Il furgoncino nero aveva inchiodato proprio al margine della strada, aperto i battenti e con una velocità magistrale stava prelevando Marlene.
La giovane si era in un attimo ritrovata circondata da quattro cacciatori. Riconobbe subito Samael e i suoi profondi occhi simili a pozze. Cercò di scappare ma due di loro le bloccarono la strada e ben presto una pesante cotta di rame la bloccò sul posto, impedendole di liberarsi e di usar il proprio potere. Gliela chiusero diligentemente dietro la schiena, schiacciandole le braccia lungo i fianchi. La schermatura cadde, rivelando la sua natura di Eide ma, il rame azzerò ogni sua energia e si trovò così prigioniera. Non poteva usare la sua magia, non con quella roba addosso.
La fata si voltò a fissare per un attimo Amos, terrorizzata. Gli occhi blu iridescente vacillarono. Questa volta non c'era scampo per lei. Lanciando l'ennesimo grido di protesta, si augurò per lo meno che a lui non succedesse nulla.
Mentre il rapimento si stava susseguendo in una rapidità di azioni veramente molto professionale da parte dei cacciatori, Samael estrasse dall'auto la pistola con la rete argentata. «Buttatela sul camion.» ebbe tempo di gridare, prima che Amos si scagliasse in loro direzione, capendo ciò che stava succedendo.
Lo sparo fischiò nell'aria come uno scoppio e la rete venne abilmente lanciata dall'arma con una velocità sorprendente. Amos alzò una mano per pararsi ma l'argento di cui era composta la rete lo bruciò strappandogli un grido di rabbia e dolore.

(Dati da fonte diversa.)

//! Confluence operators for the fact representations analyses use.

use crate::ordmap::{OrderedMap, OrderedSet};
use std::fmt::Debug;

/// How set-valued facts combine where control flow joins.
///
/// `Union` suits may-analyses (a property holds on some incoming
/// path; top is the empty set). `Intersection` suits must-analyses (a
/// property holds on every incoming path; top is the universe of
/// possible elements, which the analysis must supply as its `init`).
#[derive(Clone, Copy, Debug, PartialEq, Eq)]
pub enum Meet {
    Union,
    Intersection,
}

impl Meet {
    /// Mutate `into` to `into meet other`. Returns `true` if any
    /// changes occurred.
    pub fn apply<K: Ord + Clone>(self, into: &mut OrderedSet<K>, other: &OrderedSet<K>) -> bool {
        match self {
            Meet::Union => into.union_with(other),
            Meet::Intersection => into.intersect_with(other),
        }
    }
}

/// A map-valued must-fact with an explicit top.
///
/// `Top` is "no path has reached here yet" and is the identity of
/// `meet_with`; a concrete map holds the entries that agree on every
/// path seen so far. This avoids materializing a universe of every
/// (key, value) pair.
#[derive(Clone, Debug, PartialEq, Eq)]
pub enum MapFact<K, V> {
    Top,
    Known(OrderedMap<K, V>),
}

impl<K, V> Default for MapFact<K, V> {
    fn default() -> Self {
        MapFact::Top
    }
}

impl<K: Ord + Clone + Debug, V: Clone + PartialEq + Debug> MapFact<K, V> {
    pub fn empty() -> Self {
        MapFact::Known(OrderedMap::new())
    }

    pub fn is_top(&self) -> bool {
        matches!(self, MapFact::Top)
    }

    pub fn get(&self, key: &K) -> Option<&V> {
        match self {
            MapFact::Top => None,
            MapFact::Known(map) => map.get(key),
        }
    }

    /// Bind or unbind `key`. No-op on top, which only unreachable code
    /// ever observes.
    pub fn set(&mut self, key: K, value: Option<V>) {
        if let MapFact::Known(map) = self {
            map.set(key, value);
        }
    }

    /// Keep the entries both sides agree on. Returns `true` if any
    /// changes occurred.
    pub fn meet_with(&mut self, other: &Self) -> bool {
        let theirs = match other {
            MapFact::Top => return false,
            MapFact::Known(theirs) => theirs,
        };
        match self {
            MapFact::Top => {
                *self = MapFact::Known(theirs.clone());
                true
            }
            MapFact::Known(map) => map.retain_agreeing(theirs),
        }
    }
}

#[cfg(test)]
mod test {
    use super::*;

    #[test]
    fn set_meets() {
        let mut a: OrderedSet<u32> = [1, 2, 3].iter().copied().collect();
        let b: OrderedSet<u32> = [2, 3, 4].iter().copied().collect();
        assert!(Meet::Union.apply(&mut a, &b));
        assert_eq!(a.to_sorted_vec(), vec![1, 2, 3, 4]);
        assert!(Meet::Intersection.apply(&mut a, &b));
        assert_eq!(a.to_sorted_vec(), vec![2, 3, 4]);
        assert!(!Meet::Intersection.apply(&mut a, &b));
    }

    #[test]
    fn map_fact_meet() {
        let mut fact = MapFact::Top;
        let mut known = MapFact::empty();
        known.set(1u32, Some(10i64));
        known.set(2, Some(20));
        assert!(!known.clone().meet_with(&MapFact::Top));
        assert!(fact.meet_with(&known));
        assert_eq!(fact.get(&1), Some(&10));

        let mut other = MapFact::empty();
        other.set(1, Some(10));
        other.set(2, Some(21));
        assert!(fact.meet_with(&other));
        assert_eq!(fact.get(&1), Some(&10));
        assert_eq!(fact.get(&2), None);
        assert!(!fact.meet_with(&other));
    }
}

I ganci della rete si arpionarono al terreno e come successe quella mattina alla piccola Marie Anne, inchiodarono Amos al suolo senza lasciargli vie di scampo.
Il pasura afferrò con entrambe le mani la rete e nonostante l'argento gli scavasse solchi profondi e sanguinanti tra le dita usò la schiena per far leva e sollevarsi da terra.
Vedendo che la trappola non avrebbe funzionato come con la ragazzina e che con ogni probabilità non avrebbe retto ancora a lungo, Samael si affrettò a salire sul furgone richiudendo i battenti con una certa fretta. Il mezzo sfrecciò via qualche istante dopo, portando con sé Marlene.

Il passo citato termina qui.